Activity. Without changing anything, output the records below.

Collected data entries
= = = = = = =
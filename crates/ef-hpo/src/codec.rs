//! Conversion between dense candidate batches and named parameter batches.

use std::collections::BTreeMap;

use ndarray::{s, Array2, IxDyn};
use serde::{Deserialize, Serialize};

use ef_types::{as_matrix, Candidates, EfResult, SolutionTransform, StructureError, Tensor, WorkflowError};

/// Flattens named per-instance arrays into the columns of an `(N, D)` batch,
/// in path order, and back.
///
/// As a [`SolutionTransform`] it lets any vector-based algorithm drive a
/// problem that takes named parameters.
#[derive(Debug, Clone, PartialEq, Serialize, Deserialize)]
pub struct ParamCodec {
    fields: Vec<Field>,
}

#[derive(Debug, Clone, PartialEq, Serialize, Deserialize)]
struct Field {
    path: String,
    shape: Vec<usize>,
    offset: usize,
    size: usize,
}

impl ParamCodec {
    /// `shapes` maps each path to its per-instance shape.
    pub fn new(shapes: BTreeMap<String, Vec<usize>>) -> Self {
        let mut offset = 0;
        let fields = shapes
            .into_iter()
            .map(|(path, shape)| {
                let size = shape.iter().product();
                let field = Field {
                    path,
                    shape,
                    offset,
                    size,
                };
                offset += size;
                field
            })
            .collect();
        Self { fields }
    }

    /// Derive the layout from a named batch, ignoring its leading axis.
    pub fn from_params(params: &BTreeMap<String, Tensor>) -> EfResult<Self> {
        let mut shapes = BTreeMap::new();
        for (path, value) in params {
            if value.ndim() == 0 {
                return Err(StructureError::ShapeMismatch {
                    context: path.clone(),
                    expected: vec![0],
                    actual: vec![],
                }
                .into());
            }
            shapes.insert(path.clone(), value.shape()[1..].to_vec());
        }
        Ok(Self::new(shapes))
    }

    /// Width of the dense representation.
    pub fn dim(&self) -> usize {
        self.fields.iter().map(|f| f.size).sum()
    }

    pub fn paths(&self) -> impl Iterator<Item = &str> {
        self.fields.iter().map(|f| f.path.as_str())
    }

    pub fn encode(&self, params: &BTreeMap<String, Tensor>) -> EfResult<Tensor> {
        let n = match self.fields.first() {
            Some(field) => leading_dim(field, params)?,
            None => 0,
        };
        let mut dense = Array2::zeros((n, self.dim()));
        for field in &self.fields {
            let rows = leading_dim(field, params)?;
            let value = params
                .get(&field.path)
                .ok_or_else(|| missing_field(&field.path))?;
            let mut expected = vec![n];
            expected.extend_from_slice(&field.shape);
            if rows != n || value.shape() != expected.as_slice() {
                return Err(StructureError::ShapeMismatch {
                    context: field.path.clone(),
                    expected,
                    actual: value.shape().to_vec(),
                }
                .into());
            }
            let block = Array2::from_shape_vec((n, field.size), value.iter().copied().collect())?;
            dense
                .slice_mut(s![.., field.offset..field.offset + field.size])
                .assign(&block);
        }
        Ok(dense.into_dyn())
    }

    pub fn decode(&self, dense: &Tensor) -> EfResult<BTreeMap<String, Tensor>> {
        let batch = as_matrix(dense, "encoded parameters")?;
        if batch.ncols() != self.dim() {
            return Err(StructureError::ShapeMismatch {
                context: "encoded parameters".into(),
                expected: vec![batch.nrows(), self.dim()],
                actual: batch.shape().to_vec(),
            }
            .into());
        }
        let n = batch.nrows();
        self.fields
            .iter()
            .map(|field| -> EfResult<(String, Tensor)> {
                let mut shape = vec![n];
                shape.extend_from_slice(&field.shape);
                let block = batch
                    .slice(s![.., field.offset..field.offset + field.size])
                    .to_owned()
                    .into_shape(IxDyn(&shape))?;
                Ok((field.path.clone(), block))
            })
            .collect()
    }
}

fn leading_dim(field: &Field, params: &BTreeMap<String, Tensor>) -> EfResult<usize> {
    params
        .get(&field.path)
        .ok_or_else(|| missing_field(&field.path))?
        .shape()
        .first()
        .copied()
        .ok_or_else(|| ef_types::validation_error!("parameter {} has no instance axis", field.path))
}

fn missing_field(path: &str) -> ef_types::EfError {
    WorkflowError::InputMismatch {
        message: format!("missing parameter {path}"),
    }
    .into()
}

impl SolutionTransform for ParamCodec {
    fn transform(&self, candidates: Candidates) -> EfResult<Candidates> {
        Ok(Candidates::Named(self.decode(candidates.as_dense()?)?))
    }
}

#[cfg(test)]
mod tests {
    use super::*;
    use ef_types::{matrix, vector};

    fn codec() -> ParamCodec {
        ParamCodec::new(BTreeMap::from([
            ("algorithm.w".to_string(), vec![]),
            ("problem.scale".to_string(), vec![2]),
        ]))
    }

    #[test]
    fn decode_splits_columns_in_path_order() {
        let codec = codec();
        assert_eq!(codec.dim(), 3);
        assert_eq!(codec.paths().collect::<Vec<_>>(), vec!["algorithm.w", "problem.scale"]);

        let dense = matrix(2, 3, vec![0.1, 1.0, 2.0, 0.2, 3.0, 4.0]).unwrap();
        let named = codec.decode(&dense).unwrap();
        assert_eq!(named["algorithm.w"], vector(vec![0.1, 0.2]));
        assert_eq!(named["problem.scale"], matrix(2, 2, vec![1.0, 2.0, 3.0, 4.0]).unwrap());
        assert_eq!(codec.encode(&named).unwrap(), dense);
    }

    #[test]
    fn layout_from_params_matches() {
        let params = BTreeMap::from([
            ("algorithm.w".to_string(), vector(vec![0.1, 0.2])),
            ("problem.scale".to_string(), matrix(2, 2, vec![1.0, 2.0, 3.0, 4.0]).unwrap()),
        ]);
        assert_eq!(ParamCodec::from_params(&params).unwrap(), codec());
    }

    #[test]
    fn wrong_width_or_kind_rejected() {
        let codec = codec();
        assert!(codec.decode(&matrix(2, 2, vec![0.0; 4]).unwrap()).is_err());
        assert!(codec.transform(Candidates::Named(BTreeMap::new())).is_err());

        let short = BTreeMap::from([("algorithm.w".to_string(), vector(vec![0.1]))]);
        assert!(codec.encode(&short).is_err());
    }

    #[test]
    fn transform_produces_named_candidates() {
        let codec = codec();
        let dense = Candidates::Dense(matrix(1, 3, vec![0.5, 1.0, 1.5]).unwrap());
        let named = codec.transform(dense).unwrap();
        assert_eq!(named.len().unwrap(), 1);
        assert_eq!(named.as_named().unwrap()["algorithm.w"], vector(vec![0.5]));
    }
}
= = = = = = =
Answer below.
filename crates/ef-hpo/src/codec.rs
//! Conversion between dense candidate batches and named parameter batches.

use std::collections::BTreeMap;

use ndarray::{s, Array2, IxDyn};
use serde::{Deserialize, Serialize};

use ef_types::{as_matrix, Candidates, EfResult, SolutionTransform, StructureError, Tensor, WorkflowError};

/// Flattens named per-instance arrays into the columns of an `(N, D)` batch,
/// in path order, and back.
///
/// As a [`SolutionTransform`] it lets any vector-based algorithm drive a
/// problem that takes named parameters.
#[derive(Debug, Clone, PartialEq, Serialize, Deserialize)]
pub struct ParamCodec {
    fields: Vec<Field>,
}

#[derive(Debug, Clone, PartialEq, Serialize, Deserialize)]
struct Field {
    path: String,
    shape: Vec<usize>,
    offset: usize,
    size: usize,
}

impl ParamCodec {
    /// `shapes` maps each path to its per-instance shape.
    pub fn new(shapes: BTreeMap<String, Vec<usize>>) -> Self {
        let mut offset = 0;
        let fields = shapes
            .into_iter()
            .map(|(path, shape)| {
                let size = shape.iter().product();
                let field = Field {
                    path,
                    shape,
                    offset,
                    size,
                };
                offset += size;
                field
            })
            .collect();
        Self { fields }
    }

    /// Derive the layout from a named batch, ignoring its leading axis.
    pub fn from_params(params: &BTreeMap<String, Tensor>) -> EfResult<Self> {
        let mut shapes = BTreeMap::new();
        for (path, value) in params {
            if value.ndim() == 0 {
                return Err(StructureError::ShapeMismatch {
                    context: path.clone(),
                    expected: vec![0],
                    actual: vec![],
                }
                .into());
            }
            shapes.insert(path.clone(), value.shape()[1..].to_vec());
        }
        Ok(Self::new(shapes))
    }

    /// Width of the dense representation.
    pub fn dim(&self) -> usize {
        self.fields.iter().map(|f| f.size).sum()
    }

    pub fn paths(&self) -> impl Iterator<Item = &str> {
        self.fields.iter().map(|f| f.path.as_str())
    }

    pub fn encode(&self, params: &BTreeMap<String, Tensor>) -> EfResult<Tensor> {
        let n = match self.fields.first() {
            Some(field) => leading_dim(field, params)?,
            None => 0,
        };
        let mut dense = Array2::zeros((n, self.dim()));
        for field in &self.fields {
            let rows = leading_dim(field, params)?;
            let value = params
                .get(&field.path)
                .ok_or_else(|| missing_field(&field.path))?;
            let mut expected = vec![n];
            expected.extend_from_slice(&field.shape);
            if rows != n || value.shape() != expected.as_slice() {
                return Err(StructureError::ShapeMismatch {
                    context: field.path.clone(),
                    expected,
                    actual: value.shape().to_vec(),
                }
                .into());
            }
            let block = Array2::from_shape_vec((n, field.size), value.iter().copied().collect())?;
            dense
                .slice_mut(s![.., field.offset..field.offset + field.size])
                .assign(&block);
        }
        Ok(dense.into_dyn())
    }

    pub fn decode(&self, dense: &Tensor) -> EfResult<BTreeMap<String, Tensor>> {
        let batch = as_matrix(dense, "encoded parameters")?;
        if batch.ncols() != self.dim() {
            return Err(StructureError::ShapeMismatch {
                context: "encoded parameters".into(),
                expected: vec![batch.nrows(), self.dim()],
                actual: batch.shape().to_vec(),
            }
            .into());
        }
        let n = batch.nrows();
        self.fields
            .iter()
            .map(|field| -> EfResult<(String, Tensor)> {
                let mut shape = vec![n];
                shape.extend_from_slice(&field.shape);
                let block = batch
                    .slice(s![.., field.offset..field.offset + field.size])
                    .to_owned()
                    .into_shape(IxDyn(&shape))?;
                Ok((field.path.clone(), block))
            })
            .collect()
    }
}

fn leading_dim(field: &Field, params: &BTreeMap<String, Tensor>) -> EfResult<usize> {
    params
        .get(&field.path)
        .ok_or_else(|| missing_field(&field.path))?
        .shape()
        .first()
        .copied()
        .ok_or_else(|| ef_types::validation_error!("parameter {} has no instance axis", field.path))
}

fn missing_field(path: &str) -> ef_types::EfError {
    WorkflowError::InputMismatch {
        message: format!("missing parameter {path}"),
    }
    .into()
}

impl SolutionTransform for ParamCodec {
    fn transform(&self, candidates: Candidates) -> EfResult<Candidates> {
        Ok(Candidates::Named(self.decode(candidates.as_dense()?)?))
    }
}

#[cfg(test)]
mod tests {
    use super::*;
    use ef_types::{matrix, vector};

    fn codec() -> ParamCodec {
        ParamCodec::new(BTreeMap::from([
            ("algorithm.w".to_string(), vec![]),
            ("problem.scale".to_string(), vec![2]),
        ]))
    }

    #[test]
    fn decode_splits_columns_in_path_order() {
        let codec = codec();
        assert_eq!(codec.dim(), 3);
        assert_eq!(codec.paths().collect::<Vec<_>>(), vec!["algorithm.w", "problem.scale"]);

        let dense = matrix(2, 3, vec![0.1, 1.0, 2.0, 0.2, 3.0, 4.0]).unwrap();
        let named = codec.decode(&dense).unwrap();
        assert_eq!(named["algorithm.w"], vector(vec![0.1, 0.2]));
        assert_eq!(named["problem.scale"], matrix(2, 2, vec![1.0, 2.0, 3.0, 4.0]).unwrap());
        assert_eq!(codec.encode(&named).unwrap(), dense);
    }

    #[test]
    fn layout_from_params_matches() {
        let params = BTreeMap::from([
            ("algorithm.w".to_string(), vector(vec![0.1, 0.2])),
            ("problem.scale".to_string(), matrix(2, 2, vec![1.0, 2.0, 3.0, 4.0]).unwrap()),
        ]);
        assert_eq!(ParamCodec::from_params(&params).unwrap(), codec());
    }

    #[test]
    fn wrong_width_or_kind_rejected() {
        let codec = codec();
        assert!(codec.decode(&matrix(2, 2, vec![0.0; 4]).unwrap()).is_err());
        assert!(codec.transform(Candidates::Named(BTreeMap::new())).is_err());

        let short = BTreeMap::from([("algorithm.w".to_string(), vector(vec![0.1]))]);
        assert!(codec.encode(&short).is_err());
    }

    #[test]
    fn transform_produces_named_candidates() {
        let codec = codec();
        let dense = Candidates::Dense(matrix(1, 3, vec![0.5, 1.0, 1.5]).unwrap());
        let named = codec.transform(dense).unwrap();
        assert_eq!(named.len().unwrap(), 1);
        assert_eq!(named.as_named().unwrap()["algorithm.w"], vector(vec![0.5]));
    }
}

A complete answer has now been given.